> **What the task asks**: Everything from the line holding "key as completed." through the final line of the entries below is to be duplicated exactly, and nothing outside that span.

> **Listed entries**:

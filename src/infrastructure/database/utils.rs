use chrono::{DateTime, Utc};

use crate::domain::error::StoreError;

/// Parse an RFC3339 timestamp from a TEXT column.
pub fn parse_datetime(s: &str) -> Result<DateTime<Utc>, StoreError> {
    DateTime::parse_from_rfc3339(s)
        .map(|dt| dt.with_timezone(&Utc))
        .map_err(|e| StoreError::Serialization(format!("invalid timestamp {s:?}: {e}")))
}

/// Parse an optional RFC3339 TEXT column.
pub fn parse_opt_datetime(s: Option<&str>) -> Result<Option<DateTime<Utc>>, StoreError> {
    s.map(parse_datetime).transpose()
}

/// Serialize a value to a JSON TEXT column.
pub fn to_json_text<T: serde::Serialize>(value: &T) -> Result<String, StoreError> {
    serde_json::to_string(value).map_err(|e| StoreError::Serialization(e.to_string()))
}

/// Deserialize a JSON TEXT column.
pub fn from_json_text<T: serde::de::DeserializeOwned>(s: &str) -> Result<T, StoreError> {
    serde_json::from_str(s).map_err(|e| StoreError::Serialization(e.to_string()))
}
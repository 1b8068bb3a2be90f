//! Property tests: key codec round-trips and canonicalization laws.

use chrono::{TimeZone, Utc};
use proptest::prelude::*;
use serde_json::{Map, Value};
use uuid::Uuid;

use gwi::domain::models::event_key::EventKey;
use gwi::infrastructure::crypto::{canonical_json, content_hash};

/// Identifier segments that cannot collide with the `:` delimiter.
fn id_segment() -> impl Strategy<Value = String> {
    "[a-zA-Z0-9_.-]{1,24}"
}

proptest! {
    #[test]
    fn api_keys_round_trip(client in id_segment(), request in id_segment()) {
        let key = EventKey::Api {
            client_id: client,
            request_id: request,
        };
        let parsed = EventKey::parse(&key.encode()).unwrap();
        prop_assert_eq!(parsed, key);
    }

    #[test]
    fn slack_keys_round_trip(team in id_segment(), trigger in id_segment()) {
        let key = EventKey::Slack {
            team_id: team,
            trigger_id: trigger,
        };
        let parsed = EventKey::parse(&key.encode()).unwrap();
        prop_assert_eq!(parsed, key);
    }

    #[test]
    fn github_keys_round_trip(bytes in any::<[u8; 16]>()) {
        let key = EventKey::GithubWebhook {
            delivery_id: Uuid::from_bytes(bytes),
        };
        let parsed = EventKey::parse(&key.encode()).unwrap();
        prop_assert_eq!(parsed, key);
    }

    #[test]
    fn scheduler_keys_round_trip(schedule in id_segment(), secs in 0i64..4_000_000_000) {
        let key = EventKey::Scheduler {
            schedule_id: schedule,
            execution_time: Utc.timestamp_opt(secs, 0).unwrap(),
        };
        let parsed = EventKey::parse(&key.encode()).unwrap();
        prop_assert_eq!(parsed, key);
    }

    #[test]
    fn hashing_is_insensitive_to_key_order(
        entries in proptest::collection::vec((id_segment(), 0i64..1000), 1..8)
    ) {
        let forward: Map<String, Value> = entries
            .iter()
            .map(|(k, v)| (k.clone(), Value::from(*v)))
            .collect();
        let reversed: Map<String, Value> = entries
            .iter()
            .rev()
            .map(|(k, v)| (k.clone(), Value::from(*v)))
            .collect();

        prop_assert_eq!(
            content_hash(&Value::Object(forward)),
            content_hash(&Value::Object(reversed))
        );
    }

    #[test]
    fn canonical_json_is_idempotent(
        entries in proptest::collection::vec((id_segment(), id_segment()), 0..8)
    ) {
        let map: Map<String, Value> = entries
            .into_iter()
            .map(|(k, v)| (k, Value::String(v)))
            .collect();
        let value = Value::Object(map);

        let once = canonical_json(&value);
        let reparsed: Value = serde_json::from_str(&once).unwrap();
        prop_assert_eq!(canonical_json(&reparsed), once);
    }
}
//! HTTP surface.

pub mod middleware;
pub mod server;

pub use middleware::{idempotency_middleware, IdempotencyLayerState};
pub use server::{router, serve, AppState};
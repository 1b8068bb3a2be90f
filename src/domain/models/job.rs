//! Durable job domain model.
//!
//! Jobs are claim-and-lease work items. A worker claims a pending job,
//! runs it, and settles it; failed jobs re-enter the queue while the
//! attempt budget allows.

use chrono::{DateTime, Utc};
use serde::{Deserialize, Serialize};
use uuid::Uuid;

/// Status of a durable job.
#[derive(Debug, Clone, Copy, PartialEq, Eq, Hash, Serialize, Deserialize)]
#[serde(rename_all = "snake_case")]
pub enum JobStatus {
    Pending,
    Claimed,
    Running,
    Completed,
    Failed,
    DeadLetter,
}

impl JobStatus {
    pub fn as_str(&self) -> &'static str {
        match self {
            Self::Pending => "pending",
            Self::Claimed => "claimed",
            Self::Running => "running",
            Self::Completed => "completed",
            Self::Failed => "failed",
            Self::DeadLetter => "dead_letter",
        }
    }

    #[allow(clippy::should_implement_trait)]
    pub fn from_str(s: &str) -> Option<Self> {
        match s {
            "pending" => Some(Self::Pending),
            "claimed" => Some(Self::Claimed),
            "running" => Some(Self::Running),
            "completed" => Some(Self::Completed),
            "failed" => Some(Self::Failed),
            "dead_letter" => Some(Self::DeadLetter),
            _ => None,
        }
    }

    pub fn valid_transitions(&self) -> &'static [JobStatus] {
        match self {
            Self::Pending => &[Self::Claimed],
            Self::Claimed => &[Self::Running],
            Self::Running => &[Self::Completed, Self::Failed, Self::DeadLetter],
            // Failed jobs re-enter the queue while attempts < max_retries.
            Self::Failed => &[Self::Pending],
            Self::Completed | Self::DeadLetter => &[],
        }
    }

    pub fn can_transition_to(&self, new_status: Self) -> bool {
        self.valid_transitions().contains(&new_status)
    }
}

impl std::fmt::Display for JobStatus {
    fn fmt(&self, f: &mut std::fmt::Formatter<'_>) -> std::fmt::Result {
        f.write_str(self.as_str())
    }
}

/// Well-known job types carried on the queue.
pub mod job_types {
    /// Execute a run's pipeline from the start.
    pub const EXECUTE_RUN: &str = "execute_run";
    /// Resume a run mid-pipeline; the payload carries a `ResumeContext`.
    pub const RESUME_RUN: &str = "resume_run";
}

/// A claim-and-lease work item.
#[derive(Debug, Clone, Serialize, Deserialize)]
pub struct DurableJob {
    pub id: Uuid,
    pub job_type: String,
    pub tenant_id: String,
    pub run_id: Option<Uuid>,
    pub payload: serde_json::Value,
    pub status: JobStatus,
    pub attempts: u32,
    pub max_retries: u32,
    pub priority: i32,
    pub claimed_by: Option<String>,
    pub claimed_at: Option<DateTime<Utc>>,
    pub started_at: Option<DateTime<Utc>>,
    pub completed_at: Option<DateTime<Utc>>,
    pub last_heartbeat: Option<DateTime<Utc>>,
    pub error: Option<String>,
    pub result: Option<serde_json::Value>,
    pub created_at: DateTime<Utc>,
    pub updated_at: DateTime<Utc>,
}

impl DurableJob {
    pub fn new(
        job_type: impl Into<String>,
        tenant_id: impl Into<String>,
        payload: serde_json::Value,
    ) -> Self {
        let now = Utc::now();
        Self {
            id: Uuid::new_v4(),
            job_type: job_type.into(),
            tenant_id: tenant_id.into(),
            run_id: None,
            payload,
            status: JobStatus::Pending,
            attempts: 0,
            max_retries: 3,
            priority: 0,
            claimed_by: None,
            claimed_at: None,
            started_at: None,
            completed_at: None,
            last_heartbeat: None,
            error: None,
            result: None,
            created_at: now,
            updated_at: now,
        }
    }

    pub fn for_run(mut self, run_id: Uuid) -> Self {
        self.run_id = Some(run_id);
        self
    }

    pub fn with_priority(mut self, priority: i32) -> Self {
        self.priority = priority;
        self
    }

    /// Whether a failure should send the job back to the queue.
    pub fn can_retry(&self) -> bool {
        self.attempts < self.max_retries
    }
}

#[cfg(test)]
mod tests {
    use super::*;
    use serde_json::json;

    #[test]
    fn lifecycle_transitions() {
        assert!(JobStatus::Pending.can_transition_to(JobStatus::Claimed));
        assert!(JobStatus::Claimed.can_transition_to(JobStatus::Running));
        assert!(JobStatus::Running.can_transition_to(JobStatus::Completed));
        assert!(JobStatus::Running.can_transition_to(JobStatus::DeadLetter));
        assert!(JobStatus::Failed.can_transition_to(JobStatus::Pending));

        assert!(!JobStatus::Completed.can_transition_to(JobStatus::Pending));
        assert!(!JobStatus::DeadLetter.can_transition_to(JobStatus::Pending));
        assert!(!JobStatus::Pending.can_transition_to(JobStatus::Running));
    }

    #[test]
    fn retry_budget() {
        let mut job = DurableJob::new(job_types::EXECUTE_RUN, "t-1", json!({}));
        job.max_retries = 2;
        assert!(job.can_retry());
        job.attempts = 2;
        assert!(!job.can_retry());
    }
}
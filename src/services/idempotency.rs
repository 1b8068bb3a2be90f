//! Idempotency service.
//!
//! Guarantees that each inbound event yields at most one downstream side
//! effect: the first delivery runs the handler under a store-held lock,
//! duplicates replay the first delivery's cached outcome, and concurrent
//! duplicates are rejected with a conflict the boundary turns into a 409.

use std::future::Future;
use std::sync::Arc;

use chrono::Duration;
use serde_json::Value;
use tracing::{debug, info, instrument, warn};
use uuid::Uuid;

use crate::domain::error::IdempotencyError;
use crate::domain::models::config::IdempotencyConfig;
use crate::domain::models::event_key::EventKey;
use crate::domain::models::idempotency::{CachedResponse, CheckOutcome, IdempotencyRecord};
use crate::domain::ports::idempotency_store::{CheckAndSetParams, IdempotencyStore};
use crate::infrastructure::crypto::content_hash;

use super::metrics::IdempotencyMetrics;

/// What `process` resolved to.
#[derive(Debug, Clone)]
pub struct ProcessOutcome {
    /// True when this call actually invoked the handler.
    pub processed: bool,
    pub run_id: Option<Uuid>,
    pub response: Option<CachedResponse>,
}

pub struct IdempotencyService {
    store: Arc<dyn IdempotencyStore>,
    config: IdempotencyConfig,
    metrics: Arc<IdempotencyMetrics>,
}

impl IdempotencyService {
    pub fn new(
        store: Arc<dyn IdempotencyStore>,
        config: IdempotencyConfig,
        metrics: Arc<IdempotencyMetrics>,
    ) -> Self {
        Self {
            store,
            config,
            metrics,
        }
    }

    pub fn metrics(&self) -> &IdempotencyMetrics {
        &self.metrics
    }

    pub fn conflict_retry_after_secs(&self) -> u32 {
        self.config.conflict_retry_after_secs
    }

    fn params(&self, key: &EventKey, tenant_id: &str, payload: &Value) -> CheckAndSetParams {
        CheckAndSetParams {
            key: key.encode(),
            source: key.source(),
            tenant_id: tenant_id.to_string(),
            request_hash: content_hash(payload),
            lock_timeout: Duration::milliseconds(self.config.lock_timeout_ms as i64),
            max_attempts: self.config.max_attempts,
            failed_ttl: Duration::milliseconds(self.config.failed_ttl_ms as i64),
        }
    }

    /// Process an event exactly once.
    ///
    /// The handler runs only when this delivery wins the key. Its result
    /// settles the record: `Ok` caches the response under the completed
    /// TTL; `Err` caches the message under the (shorter) failed TTL and
    /// the error is rethrown to the caller.
    #[instrument(skip(self, payload, handler), fields(key = %key))]
    pub async fn process<F, Fut>(
        &self,
        key: &EventKey,
        tenant_id: &str,
        payload: &Value,
        handler: F,
    ) -> Result<ProcessOutcome, IdempotencyError>
    where
        F: FnOnce() -> Fut + Send,
        Fut: Future<Output = anyhow::Result<CachedResponse>> + Send,
    {
        key.validate()?;
        let source = key.source();
        let encoded = key.encode();
        let params = self.params(key, tenant_id, payload);

        self.metrics.inc_checks(source);
        let outcome = self.store.check_and_set(&params).await?;

        match outcome {
            CheckOutcome::New { lock_recovered } => {
                self.metrics.inc_new(source);
                if lock_recovered {
                    self.metrics.inc_lock_recovery(source);
                }

                match handler().await {
                    Ok(response) => {
                        self.store
                            .settle_completed(
                                tenant_id,
                                &encoded,
                                &response,
                                Duration::milliseconds(self.config.completed_ttl_ms as i64),
                            )
                            .await?;
                        self.metrics.inc_completed(source);
                        info!(key = %encoded, "event processed");
                        Ok(ProcessOutcome {
                            processed: true,
                            run_id: response.run_id(),
                            response: Some(response),
                        })
                    }
                    Err(e) => {
                        let message = format!("{e:#}");
                        self.store
                            .settle_failed(
                                tenant_id,
                                &encoded,
                                &message,
                                Duration::milliseconds(self.config.failed_ttl_ms as i64),
                            )
                            .await?;
                        self.metrics.inc_failed(source);
                        warn!(key = %encoded, error = %message, "event handler failed");
                        Err(IdempotencyError::HandlerFailed(message))
                    }
                }
            }
            CheckOutcome::Duplicate(record) => {
                self.metrics.inc_duplicate(source);
                debug!(key = %encoded, "duplicate delivery, replaying cached outcome");
                Ok(ProcessOutcome {
                    processed: false,
                    run_id: record.run_id,
                    response: record.response,
                })
            }
            CheckOutcome::Processing(_) => {
                self.metrics.inc_conflict(source);
                Err(IdempotencyError::Processing {
                    key: encoded,
                    retry_after_secs: self.config.conflict_retry_after_secs,
                })
            }
        }
    }

    /// The check-and-set without a handler.
    ///
    /// Used by the HTTP middleware, which must capture the downstream
    /// response outside the transaction and settle the record itself via
    /// [`complete`](Self::complete) or [`fail`](Self::fail).
    #[instrument(skip(self, payload), fields(key = %key))]
    pub async fn check(
        &self,
        key: &EventKey,
        tenant_id: &str,
        payload: &Value,
    ) -> Result<CheckOutcome, IdempotencyError> {
        key.validate()?;
        let source = key.source();
        let params = self.params(key, tenant_id, payload);

        self.metrics.inc_checks(source);
        let outcome = self.store.check_and_set(&params).await?;
        match &outcome {
            CheckOutcome::New { lock_recovered } => {
                self.metrics.inc_new(source);
                if *lock_recovered {
                    self.metrics.inc_lock_recovery(source);
                }
            }
            CheckOutcome::Duplicate(_) => self.metrics.inc_duplicate(source),
            CheckOutcome::Processing(_) => self.metrics.inc_conflict(source),
        }
        Ok(outcome)
    }

    /// Settle a checked key as completed.
    pub async fn complete(
        &self,
        key: &EventKey,
        tenant_id: &str,
        response: &CachedResponse,
    ) -> Result<(), IdempotencyError> {
        self.store
            .settle_completed(
                tenant_id,
                &key.encode(),
                response,
                Duration::milliseconds(self.config.completed_ttl_ms as i64),
            )
            .await?;
        self.metrics.inc_completed(key.source());
        Ok(())
    }

    /// Settle a checked key as failed.
    pub async fn fail(
        &self,
        key: &EventKey,
        tenant_id: &str,
        error: &str,
    ) -> Result<(), IdempotencyError> {
        self.store
            .settle_failed(
                tenant_id,
                &key.encode(),
                error,
                Duration::milliseconds(self.config.failed_ttl_ms as i64),
            )
            .await?;
        self.metrics.inc_failed(key.source());
        Ok(())
    }

    /// Non-mutating record lookup by raw key.
    pub async fn get_status(
        &self,
        tenant_id: &str,
        raw_key: &str,
    ) -> Result<Option<IdempotencyRecord>, IdempotencyError> {
        Ok(self.store.get(tenant_id, raw_key).await?)
    }

    /// Periodic TTL sweep. Returns the number of records removed.
    #[instrument(skip(self))]
    pub async fn cleanup_expired(&self) -> Result<u64, IdempotencyError> {
        let removed = self.store.cleanup_expired().await?;
        if removed > 0 {
            self.metrics.add_ttl_cleanups(removed);
            info!(removed, "cleaned up expired idempotency records");
        }
        Ok(removed)
    }
}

> **Response to this task**:
    /// Settle a checked key as completed.
    pub async fn complete(
        &self,
        key: &EventKey,
        tenant_id: &str,
        response: &CachedResponse,
    ) -> Result<(), IdempotencyError> {
        self.store
            .settle_completed(
                tenant_id,
                &key.encode(),
                response,
                Duration::milliseconds(self.config.completed_ttl_ms as i64),
            )
            .await?;
        self.metrics.inc_completed(key.source());
        Ok(())
    }

    /// Settle a checked key as failed.
    pub async fn fail(
        &self,
        key: &EventKey,
        tenant_id: &str,
        error: &str,
    ) -> Result<(), IdempotencyError> {
        self.store
            .settle_failed(
                tenant_id,
                &key.encode(),
                error,
                Duration::milliseconds(self.config.failed_ttl_ms as i64),
            )
            .await?;
        self.metrics.inc_failed(key.source());
        Ok(())
    }

    /// Non-mutating record lookup by raw key.
    pub async fn get_status(
        &self,
        tenant_id: &str,
        raw_key: &str,
    ) -> Result<Option<IdempotencyRecord>, IdempotencyError> {
        Ok(self.store.get(tenant_id, raw_key).await?)
    }

    /// Periodic TTL sweep. Returns the number of records removed.
    #[instrument(skip(self))]
    pub async fn cleanup_expired(&self) -> Result<u64, IdempotencyError> {
        let removed = self.store.cleanup_expired().await?;
        if removed > 0 {
            self.metrics.add_ttl_cleanups(removed);
            info!(removed, "cleaned up expired idempotency records");
        }
        Ok(removed)
    }
}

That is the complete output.